**PROBLEM TO SOLVE**
Gather every line from the entries below that includes "Debug".
─── MATERIAL FOR THIS EXERCISE
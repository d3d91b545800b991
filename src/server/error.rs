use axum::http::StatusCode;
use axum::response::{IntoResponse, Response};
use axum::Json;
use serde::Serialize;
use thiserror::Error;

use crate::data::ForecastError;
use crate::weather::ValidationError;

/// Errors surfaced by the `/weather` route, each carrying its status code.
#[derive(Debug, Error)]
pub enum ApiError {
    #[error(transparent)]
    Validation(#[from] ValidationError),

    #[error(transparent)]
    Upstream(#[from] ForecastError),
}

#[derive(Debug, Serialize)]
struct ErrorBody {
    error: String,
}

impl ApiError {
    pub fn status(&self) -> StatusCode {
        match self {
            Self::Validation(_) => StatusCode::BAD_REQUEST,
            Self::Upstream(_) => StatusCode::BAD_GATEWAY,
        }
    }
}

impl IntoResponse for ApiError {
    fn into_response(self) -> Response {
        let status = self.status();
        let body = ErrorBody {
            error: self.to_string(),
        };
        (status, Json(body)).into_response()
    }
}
──────
**EXERCISE RESULT**
#[derive(Debug, Error)]
#[derive(Debug, Serialize)]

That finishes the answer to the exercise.